THE TASK
Copy the listing out in full. Keep every word as it is.

SUPPLIED MATERIAL
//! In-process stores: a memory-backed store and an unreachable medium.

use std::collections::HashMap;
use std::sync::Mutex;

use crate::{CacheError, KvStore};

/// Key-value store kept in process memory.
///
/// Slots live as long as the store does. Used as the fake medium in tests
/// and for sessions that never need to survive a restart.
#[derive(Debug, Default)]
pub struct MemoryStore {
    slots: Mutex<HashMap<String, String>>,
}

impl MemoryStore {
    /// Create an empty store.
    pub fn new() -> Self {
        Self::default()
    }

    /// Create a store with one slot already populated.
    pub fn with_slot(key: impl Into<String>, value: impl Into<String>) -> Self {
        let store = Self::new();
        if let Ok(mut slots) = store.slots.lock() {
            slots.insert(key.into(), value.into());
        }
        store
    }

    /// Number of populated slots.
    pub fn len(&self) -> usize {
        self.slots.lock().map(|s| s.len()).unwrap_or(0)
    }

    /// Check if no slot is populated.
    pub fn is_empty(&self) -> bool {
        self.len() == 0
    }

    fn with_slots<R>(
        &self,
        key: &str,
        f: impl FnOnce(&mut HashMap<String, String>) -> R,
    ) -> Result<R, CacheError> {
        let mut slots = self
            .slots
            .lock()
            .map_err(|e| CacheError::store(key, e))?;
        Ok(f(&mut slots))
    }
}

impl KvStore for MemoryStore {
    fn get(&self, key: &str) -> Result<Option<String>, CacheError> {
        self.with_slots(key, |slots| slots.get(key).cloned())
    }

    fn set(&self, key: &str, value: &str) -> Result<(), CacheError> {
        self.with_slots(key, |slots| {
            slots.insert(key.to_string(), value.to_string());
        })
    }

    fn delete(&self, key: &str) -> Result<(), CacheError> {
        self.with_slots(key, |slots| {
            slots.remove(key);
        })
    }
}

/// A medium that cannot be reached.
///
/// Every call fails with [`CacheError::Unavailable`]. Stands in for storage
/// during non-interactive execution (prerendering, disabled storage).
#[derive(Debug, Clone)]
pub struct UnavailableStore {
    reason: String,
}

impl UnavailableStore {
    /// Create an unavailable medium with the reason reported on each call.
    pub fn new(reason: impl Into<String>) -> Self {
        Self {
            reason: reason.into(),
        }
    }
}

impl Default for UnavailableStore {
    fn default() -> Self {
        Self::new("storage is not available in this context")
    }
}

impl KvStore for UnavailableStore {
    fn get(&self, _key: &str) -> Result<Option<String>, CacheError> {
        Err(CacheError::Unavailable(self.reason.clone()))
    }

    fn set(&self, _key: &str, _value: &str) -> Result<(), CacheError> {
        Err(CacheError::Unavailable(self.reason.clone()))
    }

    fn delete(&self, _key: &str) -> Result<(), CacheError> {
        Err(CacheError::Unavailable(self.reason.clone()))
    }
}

FINISHED EXERCISE
//! In-process stores: a memory-backed store and an unreachable medium.

use std::collections::HashMap;
use std::sync::Mutex;

use crate::{CacheError, KvStore};

/// Key-value store kept in process memory.
///
/// Slots live as long as the store does. Used as the fake medium in tests
/// and for sessions that never need to survive a restart.
#[derive(Debug, Default)]
pub struct MemoryStore {
    slots: Mutex<HashMap<String, String>>,
}

impl MemoryStore {
    /// Create an empty store.
    pub fn new() -> Self {
        Self::default()
    }

    /// Create a store with one slot already populated.
    pub fn with_slot(key: impl Into<String>, value: impl Into<String>) -> Self {
        let store = Self::new();
        if let Ok(mut slots) = store.slots.lock() {
            slots.insert(key.into(), value.into());
        }
        store
    }

    /// Number of populated slots.
    pub fn len(&self) -> usize {
        self.slots.lock().map(|s| s.len()).unwrap_or(0)
    }

    /// Check if no slot is populated.
    pub fn is_empty(&self) -> bool {
        self.len() == 0
    }

    fn with_slots<R>(
        &self,
        key: &str,
        f: impl FnOnce(&mut HashMap<String, String>) -> R,
    ) -> Result<R, CacheError> {
        let mut slots = self
            .slots
            .lock()
            .map_err(|e| CacheError::store(key, e))?;
        Ok(f(&mut slots))
    }
}

impl KvStore for MemoryStore {
    fn get(&self, key: &str) -> Result<Option<String>, CacheError> {
        self.with_slots(key, |slots| slots.get(key).cloned())
    }

    fn set(&self, key: &str, value: &str) -> Result<(), CacheError> {
        self.with_slots(key, |slots| {
            slots.insert(key.to_string(), value.to_string());
        })
    }

    fn delete(&self, key: &str) -> Result<(), CacheError> {
        self.with_slots(key, |slots| {
            slots.remove(key);
        })
    }
}

/// A medium that cannot be reached.
///
/// Every call fails with [`CacheError::Unavailable`]. Stands in for storage
/// during non-interactive execution (prerendering, disabled storage).
#[derive(Debug, Clone)]
pub struct UnavailableStore {
    reason: String,
}

impl UnavailableStore {
    /// Create an unavailable medium with the reason reported on each call.
    pub fn new(reason: impl Into<String>) -> Self {
        Self {
            reason: reason.into(),
        }
    }
}

impl Default for UnavailableStore {
    fn default() -> Self {
        Self::new("storage is not available in this context")
    }
}

impl KvStore for UnavailableStore {
    fn get(&self, _key: &str) -> Result<Option<String>, CacheError> {
        Err(CacheError::Unavailable(self.reason.clone()))
    }

    fn set(&self, _key: &str, _value: &str) -> Result<(), CacheError> {
        Err(CacheError::Unavailable(self.reason.clone()))
    }

    fn delete(&self, _key: &str) -> Result<(), CacheError> {
        Err(CacheError::Unavailable(self.reason.clone()))
    }
}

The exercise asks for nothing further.